The commission came into being this week. It consists of one full-time commissioner, Professor Brice Dickson, and nine part-time commissioners. They are Christine Bell, director of the Center for International and Comparative Human Rights at Queen’s University in Belfast; Margaret-Anne Dinsmore, a barrister; Tom Donnelly, Northern Ireland area manager for Proton Cars; Methodist minister Rev. Harold Good; a professor of Law at Queen’s, Tom Hadden; Angela Hegarty, law lecturer at the University of Ulster; the director of Children’s Law Center, Patricia Kelly; Inez McCormack, a trade union activist, and the regional manager of Trocaire, Francis McGuinness.
While the selection has come under criticism from some, it is most heartening in that it gives fair representation to women. The presence of Hadden and Dickson is particularly to be applauded. Dickson, among other things, has edited the Committee on the Administration of Justice’s civil rights handbook, and Hadden has been a long-time and prominent campaigner on human rights issues in Ireland.
Human rights were at the core of the Northern Ireland crisis when it erupted. And it is only logical that they should be at the core of any settlement. Of course, they never were — until now.

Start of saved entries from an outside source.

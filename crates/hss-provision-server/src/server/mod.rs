//! HTTP front end of the provisioning service.
//!
//! ## Structure
//!
//! - [`config`] - CLI/env configuration.
//! - [`error`] - error to status mapping.
//! - [`routes`] - axum handlers.
//! - [`state`] - shared handler state and store selection.
//! - [`telemetry`] - logging and optional metrics.

pub mod config;
pub mod error;
pub mod routes;
pub mod state;
pub mod telemetry;


use axum::Router;
use state::AppState;
use tower_http::cors::{Any, CorsLayer};
use tower_http::trace::TraceLayer;

/// Builds the application router with its middleware.
pub fn build_app(state: AppState, cors: bool) -> Router {
    let router = routes::create_router(state).layer(TraceLayer::new_for_http());

    if cors {
        router.layer(
            CorsLayer::new()
                .allow_origin(Any)
                .allow_methods(Any)
                .allow_headers(Any),
        )
    } else {
        router
    }
}
//! IMSI range expansion.
//!
//! Turns a start IMSI plus either a count or an end IMSI into an ordered,
//! zero-padded sequence of identifiers, optionally paired with a sequential
//! MSISDN at the same offset.
//!
//! ## Bounds
//!
//! - A range holds between 1 and [`MAX_BATCH_SIZE`] identifiers.
//! - With an end IMSI, `end` must be strictly greater than `start`.
//! - The range may not run past `999999999999999`.
//!
//! All arithmetic is integer arithmetic on the numeric value; every IMSI is
//! re-rendered at 15 digits so leading zeros survive.
//!
//! ## Example
//!
//! ```
//! use hss_provision::{Imsi, RangeBound, expand_range};
//!
//! let start: Imsi = "001010000000001".parse().unwrap();
//! let range = expand_range(start, RangeBound::Count(3), None).unwrap();
//! let imsis: Vec<String> = range.imsis().iter().map(Imsi::to_string).collect();
//! assert_eq!(imsis, ["001010000000001", "001010000000002", "001010000000003"]);
//! ```

use crate::error::{Error, Result};
use crate::identity::{Imsi, Msisdn};
use core::iter::FusedIterator;
use serde::{Deserialize, Serialize};

#[cfg(test)]
mod tests;

/// Hard ceiling on the number of identifiers in one range.
pub const MAX_BATCH_SIZE: u64 = 1000;

/// Number of entries materialized by [`ImsiRange::preview`].
pub const PREVIEW_LEN: usize = 10;

/// How far a range extends from its start.
#[derive(Copy, Clone, Debug, PartialEq, Eq)]
pub enum RangeBound {
    /// Number of identifiers, including the start. Signed so that zero and
    /// negative counts from callers are reported rather than wrapped.
    Count(i64),
    /// Last identifier, inclusive.
    End(Imsi),
}

#[derive(Copy, Clone, Debug, PartialEq, Eq)]
struct MsisdnBase {
    value: u128,
    width: usize,
}

/// One allocated position of a range.
#[derive(Clone, Debug, PartialEq, Eq)]
pub struct RangeEntry {
    pub offset: u64,
    pub imsi: Imsi,
    pub msisdn: Option<Msisdn>,
}

/// A validated, lazily expanded IMSI range.
///
/// Iterating yields entries in increasing IMSI order. The range is `Clone`
/// and [`restart`](Self::restart)able; nothing beyond the current position is
/// computed until asked for.
#[derive(Clone, Debug, PartialEq, Eq)]
pub struct ImsiRange {
    start: Imsi,
    total: u64,
    msisdn: Option<MsisdnBase>,
    cursor: u64,
}

/// Expands `start` by `bound`, pairing MSISDNs from `start_msisdn` when given.
///
/// # Errors
///
/// Returns [`Error::Validation`] naming `count`, `imsi_end` or `msisdn_start`
/// when the range is empty, exceeds [`MAX_BATCH_SIZE`], runs out of the 15
/// digit space, or the MSISDN is too long for range arithmetic.
pub fn expand_range(start: Imsi, bound: RangeBound, start_msisdn: Option<&Msisdn>) -> Result<ImsiRange> {
    let total = match bound {
        RangeBound::Count(count) => {
            if count <= 0 {
                return Err(Error::validation(
                    "count",
                    format!("count must be at least 1 (got {count})"),
                ));
            }
            let count = count as u64;
            if count > MAX_BATCH_SIZE {
                return Err(Error::validation(
                    "count",
                    format!("count {count} exceeds maximum allowed ({MAX_BATCH_SIZE})"),
                ));
            }
            if start.checked_add(count - 1).is_none() {
                return Err(Error::validation(
                    "count",
                    format!("range of {count} starting at {start} overflows 15 digits"),
                ));
            }
            count
        }
        RangeBound::End(end) => {
            if end <= start {
                return Err(Error::validation(
                    "imsi_end",
                    format!("imsi_end {end} must be greater than imsi_start {start}"),
                ));
            }
            let total = end.value() - start.value() + 1;
            if total > MAX_BATCH_SIZE {
                return Err(Error::validation(
                    "imsi_end",
                    format!("range of {total} exceeds maximum allowed ({MAX_BATCH_SIZE})"),
                ));
            }
            total
        }
    };

    let msisdn = start_msisdn
        .map(|m| {
            let value = m
                .numeric()
                .and_then(|v| v.checked_add(u128::from(total - 1)).map(|_| v))
                .ok_or_else(|| {
                    Error::validation(
                        "msisdn_start",
                        "MSISDN is too long to allocate a range from",
                    )
                })?;
            Ok::<_, Error>(MsisdnBase {
                value,
                width: m.as_str().len(),
            })
        })
        .transpose()?;

    tracing::trace!(%start, total, paired = msisdn.is_some(), "expanded range");

    Ok(ImsiRange {
        start,
        total,
        msisdn,
        cursor: 0,
    })
}

impl ImsiRange {
    pub const fn start(&self) -> Imsi {
        self.start
    }

    /// Last IMSI of the range (inclusive).
    pub fn end(&self) -> Imsi {
        self.imsi_at(self.total - 1)
    }

    /// Number of identifiers in the whole range, regardless of position.
    pub const fn total(&self) -> u64 {
        self.total
    }

    pub const fn has_msisdn(&self) -> bool {
        self.msisdn.is_some()
    }

    /// A copy positioned back at the first entry.
    #[must_use]
    pub fn restart(&self) -> Self {
        Self {
            cursor: 0,
            ..self.clone()
        }
    }

    /// Entry at `offset`, or `None` past the end.
    pub fn get(&self, offset: u64) -> Option<RangeEntry> {
        (offset < self.total).then(|| RangeEntry {
            offset,
            imsi: self.imsi_at(offset),
            msisdn: self
                .msisdn
                .map(|base| Msisdn::from_numeric(base.value + u128::from(offset), base.width)),
        })
    }

    fn imsi_at(&self, offset: u64) -> Imsi {
        // Bounds were checked when the range was built.
        self.start
            .checked_add(offset)
            .unwrap_or_else(|| unreachable!("offset {offset} escaped range of {}", self.total))
    }

    /// Every entry of the range, from the start.
    pub fn collect_all(&self) -> Vec<RangeEntry> {
        self.restart().collect()
    }

    /// Every IMSI of the range, from the start.
    pub fn imsis(&self) -> Vec<Imsi> {
        (0..self.total).map(|offset| self.imsi_at(offset)).collect()
    }

    /// Every MSISDN of the range when the range is paired.
    pub fn msisdns(&self) -> Option<Vec<Msisdn>> {
        self.msisdn.map(|_| {
            self.restart()
                .filter_map(|entry| entry.msisdn)
                .collect()
        })
    }

    /// First `min(total, PREVIEW_LEN)` entries plus the range summary.
    pub fn preview(&self) -> RangePreview {
        let head: Vec<RangeEntry> = self.restart().take(PREVIEW_LEN).collect();
        RangePreview {
            count: self.total,
            imsi_start: self.start,
            imsi_end: self.end(),
            imsis: head.iter().map(|e| e.imsi).collect(),
            msisdns: self
                .msisdn
                .map(|_| head.into_iter().filter_map(|e| e.msisdn).collect()),
        }
    }
}

impl Iterator for ImsiRange {
    type Item = RangeEntry;

    fn next(&mut self) -> Option<Self::Item> {
        let entry = self.get(self.cursor)?;
        self.cursor += 1;
        Some(entry)
    }

    fn size_hint(&self) -> (usize, Option<usize>) {
        let left = (self.total - self.cursor) as usize;
        (left, Some(left))
    }
}

impl ExactSizeIterator for ImsiRange {}

impl FusedIterator for ImsiRange {}

/// Summary of a range with its first entries materialized.
#[derive(Clone, Debug, PartialEq, Eq, Serialize, Deserialize)]
#[serde(rename_all = "camelCase")]
pub struct RangePreview {
    pub count: u64,
    pub imsi_start: Imsi,
    pub imsi_end: Imsi,
    pub imsis: Vec<Imsi>,
    #[serde(default, skip_serializing_if = "Option::is_none")]
    pub msisdns: Option<Vec<Msisdn>>,
}

/// Raw range parameters as they arrive from a caller.
///
/// Exactly one of `count` and `imsi_end` must be present.
#[derive(Clone, Debug, Default, PartialEq, Eq, Serialize, Deserialize)]
pub struct RangeRequest {
    pub imsi_start: String,
    #[serde(default, skip_serializing_if = "Option::is_none")]
    pub count: Option<i64>,
    #[serde(default, skip_serializing_if = "Option::is_none")]
    pub imsi_end: Option<String>,
    #[serde(default, skip_serializing_if = "Option::is_none")]
    pub msisdn_start: Option<String>,
}

impl RangeRequest {
    pub fn with_count(imsi_start: impl Into<String>, count: i64) -> Self {
        Self {
            imsi_start: imsi_start.into(),
            count: Some(count),
            ..Default::default()
        }
    }

    pub fn with_end(imsi_start: impl Into<String>, imsi_end: impl Into<String>) -> Self {
        Self {
            imsi_start: imsi_start.into(),
            imsi_end: Some(imsi_end.into()),
            ..Default::default()
        }
    }

    #[must_use]
    pub fn msisdn_start(mut self, msisdn: impl Into<String>) -> Self {
        self.msisdn_start = Some(msisdn.into());
        self
    }

    /// Parses every field and expands the range.
    pub fn expand(&self) -> Result<ImsiRange> {
        let start = Imsi::parse_as("imsi_start", &self.imsi_start)?;
        let bound = match (self.count, self.imsi_end.as_deref()) {
            (Some(count), None) => RangeBound::Count(count),
            (None, Some(end)) => RangeBound::End(Imsi::parse_as("imsi_end", end)?),
            (Some(_), Some(_)) => {
                return Err(Error::validation(
                    "count",
                    "provide either count or imsi_end, not both",
                ));
            }
            (None, None) => {
                return Err(Error::validation(
                    "count",
                    "either count or imsi_end is required",
                ));
            }
        };
        let msisdn = self
            .msisdn_start
            .as_deref()
            .map(|raw| Msisdn::parse_as("msisdn_start", raw))
            .transpose()?;
        expand_range(start, bound, msisdn.as_ref())
    }
}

Previous attempts to establish a body that would oversee such rights were always turned back. The British government, which rules by act of parliament and without a written constitution, was always reluctant to set up any body that might impinge upon parliamentary sovereignty. But for years, indeed since the inception of the civil rights movement, human rights activists stressed the need to develop in Northern Ireland, because of the special circumstances pertaining there, a human rights culture. Without that, they argued, respect for the rights of the minority would never take root. The woeful history of the last 30 years is proof of that. Instead of a culture of human rights, the draconian legislation that was established with the creation of the state allowed the development of the opposite: a culture in which the government felt able to abrogate human rights whenever it deemed it necessary.
That situation must never be allowed to develop again.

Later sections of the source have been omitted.